ESG under the microscope – G for Governance
Many companies still have no idea what the acronym ESG means for them in practice. That is why we decided to bring this issue closer to you with the ESG under the microscope series. After the first part focused on the letter E for Environmental and the second part focused on the letter S for Social, we will turn our attention to evaluating corporate management.
G for Governance
The last letter in ESG represents the evaluation of corporate management. It covers supervision of the company's operations, the overall approach of management and transparency towards shareholders.
Understanding the risks and opportunities in the field of governance and management is crucial when investing, because poor management can lead to crises and declines in company value. An example of poor management is the misuse of data by Facebook or the falsification of emissions tests by Volkswagen.
What is the company's purpose?
While the earlier view of what interests should be prioritized in corporate decision-making focused primarily on maximizing shareholder returns, a more modern approach also covers benefiting customers, employees and communities. Thus, within their ESG initiatives, companies must focus not only on generating profit, but also on responsible management with a positive impact on the company's wider surroundings.
Another important topic in the field of governance is gender diversity and equality. We wrote a separate article about diversity and inclusion.

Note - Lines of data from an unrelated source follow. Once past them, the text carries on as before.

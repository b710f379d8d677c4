//! 重试策略
//!
//! 每次尝试都套一层超时；失败后按 `base_backoff × 尝试次数` 线性退避。

use std::future::Future;
use std::time::Duration;

use tokio::time::{sleep, timeout};
use tracing::warn;

use crate::error::GenerationError;

#[derive(Debug, Clone, Copy, PartialEq, Eq)]
pub struct RetryPolicy {
    /// 首次失败后最多再试几次
    pub max_retries: u32,
    pub base_backoff: Duration,
    /// 单次尝试的超时
    pub timeout: Duration,
    /// 解析/校验失败是否也重试；为 false 时只重试网络与超时错误
    pub retry_invalid_responses: bool,
}

impl RetryPolicy {
    /// 单题生成：30 秒超时，最多重试 2 次
    pub fn single_question() -> Self {
        Self {
            max_retries: 2,
            base_backoff: Duration::from_secs(1),
            timeout: Duration::from_secs(30),
            retry_invalid_responses: true,
        }
    }

    /// 批量生成：60 秒超时，最多重试 2 次
    pub fn batch() -> Self {
        Self {
            timeout: Duration::from_secs(60),
            ..Self::single_question()
        }
    }

    pub fn max_attempts(&self) -> u32 {
        self.max_retries + 1
    }

    /// 第 `attempt` 次（从 1 开始）失败后的等待时间
    pub fn backoff_for(&self, attempt: u32) -> Duration {
        self.base_backoff * attempt
    }

    fn should_retry(&self, err: &GenerationError) -> bool {
        self.retry_invalid_responses || err.is_transient()
    }

    /// 按策略执行 `op`，`op` 收到当前尝试次数（从 1 开始）
    pub async fn run<T, F, Fut>(&self, label: &str, mut op: F) -> Result<T, GenerationError>
    where
        F: FnMut(u32) -> Fut,
        Fut: Future<Output = Result<T, GenerationError>>,
    {
        let mut attempt = 0;
        loop {
            attempt += 1;

            let result = match timeout(self.timeout, op(attempt)).await {
                Ok(result) => result,
                Err(_) => Err(GenerationError::Timeout {
                    timeout_secs: self.timeout.as_secs(),
                }),
            };

            let err = match result {
                Ok(value) => return Ok(value),
                Err(err) => err,
            };

            if attempt > self.max_retries || !self.should_retry(&err) {
                return Err(GenerationError::Exhausted {
                    attempts: attempt,
                    source: Box::new(err),
                });
            }

            let delay = self.backoff_for(attempt);
            warn!(
                "{} 失败 (尝试 {}/{}): {}，{} 毫秒后重试...",
                label,
                attempt,
                self.max_attempts(),
                err,
                delay.as_millis()
            );
            sleep(delay).await;
        }
    }
}

impl Default for RetryPolicy {
    fn default() -> Self {
        Self::single_question()
    }
}

#[cfg(test)]
mod tests {
    use super::*;
    use std::sync::atomic::{AtomicU32, Ordering};
    use tokio::time::Instant;

    #[test]
    fn backoff_grows_linearly() {
        let policy = RetryPolicy::single_question();
        assert_eq!(policy.backoff_for(1), Duration::from_secs(1));
        assert_eq!(policy.backoff_for(2), Duration::from_secs(2));
        assert_eq!(policy.max_attempts(), 3);
    }

    #[tokio::test(start_paused = true)]
    async fn succeeds_after_transient_failures() {
        let calls = AtomicU32::new(0);
        let started = Instant::now();

        let result = RetryPolicy::single_question()
            .run("测试", |_| {
                let n = calls.fetch_add(1, Ordering::SeqCst);
                async move {
                    if n < 2 {
                        Err(GenerationError::Request("connection reset".into()))
                    } else {
                        Ok(42)
                    }
                }
            })
            .await;

        assert_eq!(result.unwrap(), 42);
        assert_eq!(calls.load(Ordering::SeqCst), 3);
        assert_eq!(started.elapsed(), Duration::from_secs(3));
    }

    #[tokio::test(start_paused = true)]
    async fn slow_attempts_time_out() {
        let policy = RetryPolicy {
            max_retries: 0,
            ..RetryPolicy::single_question()
        };
        let result: Result<(), _> = policy
            .run("测试", |_| async {
                sleep(Duration::from_secs(120)).await;
                Ok(())
            })
            .await;

        match result {
            Err(GenerationError::Exhausted { attempts, source }) => {
                assert_eq!(attempts, 1);
                assert!(matches!(*source, GenerationError::Timeout { timeout_secs: 30 }));
            }
            other => panic!("unexpected result: {:?}", other),
        }
    }

    #[tokio::test(start_paused = true)]
    async fn invalid_responses_fail_fast_when_configured() {
        let calls = AtomicU32::new(0);
        let policy = RetryPolicy {
            retry_invalid_responses: false,
            ..RetryPolicy::single_question()
        };

        let result: Result<(), _> = policy
            .run("测试", |_| {
                calls.fetch_add(1, Ordering::SeqCst);
                async { Err(GenerationError::InvalidFormat("选项数量为 3".into())) }
            })
            .await;

        assert!(result.is_err());
        assert_eq!(calls.load(Ordering::SeqCst), 1);
    }
}
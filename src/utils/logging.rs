/// 日志工具模块
///
/// 提供日志初始化和格式化输出的辅助函数
use tracing::info;
use tracing_subscriber::EnvFilter;

use crate::models::QuizSession;

/// 初始化日志
///
/// 优先使用 `RUST_LOG`；未设置时默认 `info`，`verbose` 为真时为 `debug`。
/// 重复调用不会报错。
pub fn init(verbose: bool) {
    let default_level = if verbose { "debug" } else { "info" };
    let filter =
        EnvFilter::try_from_default_env().unwrap_or_else(|_| EnvFilter::new(default_level));

    let _ = tracing_subscriber::fmt()
        .with_env_filter(filter)
        .with_target(false)
        .try_init();
}

/// 记录程序启动信息
///
/// # 参数
/// - `model_name`: 使用的模型
/// - `data_dir`: 数据目录
pub fn log_startup(model_name: &str, data_dir: &str) {
    info!("{}", "=".repeat(60));
    info!("🚀 程序启动 - 认证考试练习");
    info!("🤖 模型: {}", model_name);
    info!("💾 数据目录: {}", data_dir);
    info!("{}", "=".repeat(60));
}

/// 记录会话开始信息
pub fn log_session_start(session: &QuizSession) {
    info!("\n{}", "=".repeat(60));
    info!("📝 开始测验: {}", session.config.certificate_name);
    info!(
        "📋 目标题数: {}，语言: {}",
        session.target_questions, session.config.language
    );
    if !session.current_questions.is_empty() {
        info!("📚 已有题目: {}", session.current_questions.len());
    }
    info!("{}", "=".repeat(60));
}

/// 记录批次开始信息
///
/// # 参数
/// - `batch_num`: 批次编号
/// - `total_batches`: 批次总数
/// - `batch_size`: 本批请求的题目数
pub fn log_batch_start(batch_num: usize, total_batches: usize, batch_size: usize) {
    info!("\n{}", "─".repeat(60));
    info!("📦 生成第 {}/{} 批，本批 {} 题", batch_num, total_batches, batch_size);
}

/// 记录批次完成信息
///
/// # 参数
/// - `batch_num`: 批次编号
/// - `success`: 有效题目数
/// - `requested`: 请求的题目数
pub fn log_batch_complete(batch_num: usize, success: usize, requested: usize) {
    info!("✓ 第 {} 批完成: 有效 {}/{}", batch_num, success, requested);
    info!("{}", "─".repeat(60));
}

/// 打印测验结束统计
pub fn print_final_stats(session: &QuizSession) {
    let answered = session.answers.len();
    let percentage = if answered == 0 {
        0
    } else {
        (session.score as f64 / answered as f64 * 100.0).round() as u32
    };

    info!("\n{}", "=".repeat(60));
    info!("📊 测验结束统计");
    info!(
        "完成时间: {}",
        chrono::Local::now().format("%Y-%m-%d %H:%M:%S")
    );
    info!("{}", "=".repeat(60));
    info!("✅ 答对: {}/{}", session.score, answered);
    info!("📈 正确率: {}%", percentage);
    if session.current_questions.len() < session.target_questions {
        info!(
            "⚠️ 仅获取到 {}/{} 题",
            session.current_questions.len(),
            session.target_questions
        );
    }
    info!("{}", "=".repeat(60));
}

/// 截断长文本用于日志显示
///
/// # 参数
/// - `text`: 原始文本
/// - `max_len`: 最大字符数
///
/// # 返回
/// 返回截断后的文本
pub fn truncate_text(text: &str, max_len: usize) -> String {
    if text.chars().count() > max_len {
        text.chars().take(max_len).collect::<String>() + "..."
    } else {
        text.to_string()
    }
}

Responsible shareholders demand better representation of women on company boards and in leadership positions, and equal pay.
A growing number of companies are highlighting the financial benefits of creating inclusive workplaces.
Research by S&P Global Market Intelligence found that companies with more women on boards and in leadership positions
show higher financial performance.
Compensation under control
Another element of ESG management is the supervision of executive compensation. There is already an effort to limit the growth of CEO compensation and to disclose the ratio of CEO compensation to the median compensation of the rest of the employees as part of ESG.
However, many aspects of remuneration remain unregulated, leaving boards of directors solely responsible for this key component of governance. The basis should be sufficient internal control mechanisms.
In last place
Although the G comes last in ESG, understanding it is key. The reason is primarily that risks and opportunities in the field of administration and management will become more as social and cultural attitudes develop.
In other words, more than just maximizing short-term profits will become increasingly important for investors, but also responsible management that thinks about employees, the environment and the wider group of people on whom the company's business has an impact.